● What the task asks:
Output the data below in full, character for character.

(Collected data entries)
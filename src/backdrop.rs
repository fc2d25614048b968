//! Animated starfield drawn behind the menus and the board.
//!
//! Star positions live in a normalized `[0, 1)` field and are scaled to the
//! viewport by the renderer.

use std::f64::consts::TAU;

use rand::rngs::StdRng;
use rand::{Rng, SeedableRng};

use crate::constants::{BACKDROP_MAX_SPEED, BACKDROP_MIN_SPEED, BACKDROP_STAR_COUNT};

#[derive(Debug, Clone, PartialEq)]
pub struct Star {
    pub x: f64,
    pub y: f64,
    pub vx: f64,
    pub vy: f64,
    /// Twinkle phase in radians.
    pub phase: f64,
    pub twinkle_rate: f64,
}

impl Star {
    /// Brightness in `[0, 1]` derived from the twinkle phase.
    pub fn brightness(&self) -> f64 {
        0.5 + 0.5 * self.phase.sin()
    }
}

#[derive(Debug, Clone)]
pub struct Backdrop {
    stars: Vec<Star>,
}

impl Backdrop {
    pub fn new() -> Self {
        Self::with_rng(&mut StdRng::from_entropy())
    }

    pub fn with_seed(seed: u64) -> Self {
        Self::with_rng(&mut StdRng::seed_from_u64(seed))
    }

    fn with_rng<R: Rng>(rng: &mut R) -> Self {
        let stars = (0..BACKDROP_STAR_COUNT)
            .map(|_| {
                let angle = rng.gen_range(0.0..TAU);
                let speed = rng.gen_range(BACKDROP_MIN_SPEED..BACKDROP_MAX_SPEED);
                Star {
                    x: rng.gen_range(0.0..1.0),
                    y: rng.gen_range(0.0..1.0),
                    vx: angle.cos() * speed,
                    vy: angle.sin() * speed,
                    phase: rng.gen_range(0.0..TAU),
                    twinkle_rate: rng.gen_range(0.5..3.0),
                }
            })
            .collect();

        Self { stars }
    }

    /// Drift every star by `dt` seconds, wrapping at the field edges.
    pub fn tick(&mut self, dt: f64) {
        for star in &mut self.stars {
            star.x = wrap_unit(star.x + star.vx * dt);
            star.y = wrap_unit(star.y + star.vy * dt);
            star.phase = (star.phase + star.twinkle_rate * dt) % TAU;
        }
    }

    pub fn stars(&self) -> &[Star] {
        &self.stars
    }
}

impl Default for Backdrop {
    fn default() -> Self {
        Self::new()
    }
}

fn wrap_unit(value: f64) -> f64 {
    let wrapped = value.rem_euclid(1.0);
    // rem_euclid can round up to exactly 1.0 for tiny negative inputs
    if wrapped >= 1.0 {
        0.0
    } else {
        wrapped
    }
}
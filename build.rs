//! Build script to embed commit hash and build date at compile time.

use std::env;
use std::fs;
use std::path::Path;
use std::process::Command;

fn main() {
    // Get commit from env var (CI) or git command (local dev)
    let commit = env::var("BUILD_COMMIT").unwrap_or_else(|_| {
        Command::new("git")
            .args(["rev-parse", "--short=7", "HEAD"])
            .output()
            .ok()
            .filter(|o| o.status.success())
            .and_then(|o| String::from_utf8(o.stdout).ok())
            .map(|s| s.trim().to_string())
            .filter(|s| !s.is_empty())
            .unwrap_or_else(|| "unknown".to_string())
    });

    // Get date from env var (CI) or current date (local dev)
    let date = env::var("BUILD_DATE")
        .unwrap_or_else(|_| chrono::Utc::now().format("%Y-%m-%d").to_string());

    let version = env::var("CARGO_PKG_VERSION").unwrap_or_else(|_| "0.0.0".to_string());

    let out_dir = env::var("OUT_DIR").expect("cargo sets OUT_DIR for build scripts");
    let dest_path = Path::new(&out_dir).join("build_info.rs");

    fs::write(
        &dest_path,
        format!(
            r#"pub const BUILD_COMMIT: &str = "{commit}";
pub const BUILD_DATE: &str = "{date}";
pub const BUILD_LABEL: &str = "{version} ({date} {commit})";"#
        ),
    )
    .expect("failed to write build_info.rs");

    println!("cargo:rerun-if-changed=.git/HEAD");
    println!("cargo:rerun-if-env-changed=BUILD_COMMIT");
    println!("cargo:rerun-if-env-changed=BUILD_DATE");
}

● Final answer:
filename src/backdrop.rs
repository fc2d25614048b968
//! Animated starfield drawn behind the menus and the board.
//!
//! Star positions live in a normalized `[0, 1)` field and are scaled to the
//! viewport by the renderer.

use std::f64::consts::TAU;

use rand::rngs::StdRng;
use rand::{Rng, SeedableRng};

use crate::constants::{BACKDROP_MAX_SPEED, BACKDROP_MIN_SPEED, BACKDROP_STAR_COUNT};

#[derive(Debug, Clone, PartialEq)]
pub struct Star {
    pub x: f64,
    pub y: f64,
    pub vx: f64,
    pub vy: f64,
    /// Twinkle phase in radians.
    pub phase: f64,
    pub twinkle_rate: f64,
}

impl Star {
    /// Brightness in `[0, 1]` derived from the twinkle phase.
    pub fn brightness(&self) -> f64 {
        0.5 + 0.5 * self.phase.sin()
    }
}

#[derive(Debug, Clone)]
pub struct Backdrop {
    stars: Vec<Star>,
}

impl Backdrop {
    pub fn new() -> Self {
        Self::with_rng(&mut StdRng::from_entropy())
    }

    pub fn with_seed(seed: u64) -> Self {
        Self::with_rng(&mut StdRng::seed_from_u64(seed))
    }

    fn with_rng<R: Rng>(rng: &mut R) -> Self {
        let stars = (0..BACKDROP_STAR_COUNT)
            .map(|_| {
                let angle = rng.gen_range(0.0..TAU);
                let speed = rng.gen_range(BACKDROP_MIN_SPEED..BACKDROP_MAX_SPEED);
                Star {
                    x: rng.gen_range(0.0..1.0),
                    y: rng.gen_range(0.0..1.0),
                    vx: angle.cos() * speed,
                    vy: angle.sin() * speed,
                    phase: rng.gen_range(0.0..TAU),
                    twinkle_rate: rng.gen_range(0.5..3.0),
                }
            })
            .collect();

        Self { stars }
    }

    /// Drift every star by `dt` seconds, wrapping at the field edges.
    pub fn tick(&mut self, dt: f64) {
        for star in &mut self.stars {
            star.x = wrap_unit(star.x + star.vx * dt);
            star.y = wrap_unit(star.y + star.vy * dt);
            star.phase = (star.phase + star.twinkle_rate * dt) % TAU;
        }
    }

    pub fn stars(&self) -> &[Star] {
        &self.stars
    }
}

impl Default for Backdrop {
    fn default() -> Self {
        Self::new()
    }
}

fn wrap_unit(value: f64) -> f64 {
    let wrapped = value.rem_euclid(1.0);
    // rem_euclid can round up to exactly 1.0 for tiny negative inputs
    if wrapped >= 1.0 {
        0.0
    } else {
        wrapped
    }
}
filename build.rs
//! Build script to embed commit hash and build date at compile time.

use std::env;
use std::fs;
use std::path::Path;
use std::process::Command;

fn main() {
    // Get commit from env var (CI) or git command (local dev)
    let commit = env::var("BUILD_COMMIT").unwrap_or_else(|_| {
        Command::new("git")
            .args(["rev-parse", "--short=7", "HEAD"])
            .output()
            .ok()
            .filter(|o| o.status.success())
            .and_then(|o| String::from_utf8(o.stdout).ok())
            .map(|s| s.trim().to_string())
            .filter(|s| !s.is_empty())
            .unwrap_or_else(|| "unknown".to_string())
    });

    // Get date from env var (CI) or current date (local dev)
    let date = env::var("BUILD_DATE")
        .unwrap_or_else(|_| chrono::Utc::now().format("%Y-%m-%d").to_string());

    let version = env::var("CARGO_PKG_VERSION").unwrap_or_else(|_| "0.0.0".to_string());

    let out_dir = env::var("OUT_DIR").expect("cargo sets OUT_DIR for build scripts");
    let dest_path = Path::new(&out_dir).join("build_info.rs");

    fs::write(
        &dest_path,
        format!(
            r#"pub const BUILD_COMMIT: &str = "{commit}";
pub const BUILD_DATE: &str = "{date}";
pub const BUILD_LABEL: &str = "{version} ({date} {commit})";"#
        ),
    )
    .expect("failed to write build_info.rs");

    println!("cargo:rerun-if-changed=.git/HEAD");
    println!("cargo:rerun-if-env-changed=BUILD_COMMIT");
    println!("cargo:rerun-if-env-changed=BUILD_DATE");
}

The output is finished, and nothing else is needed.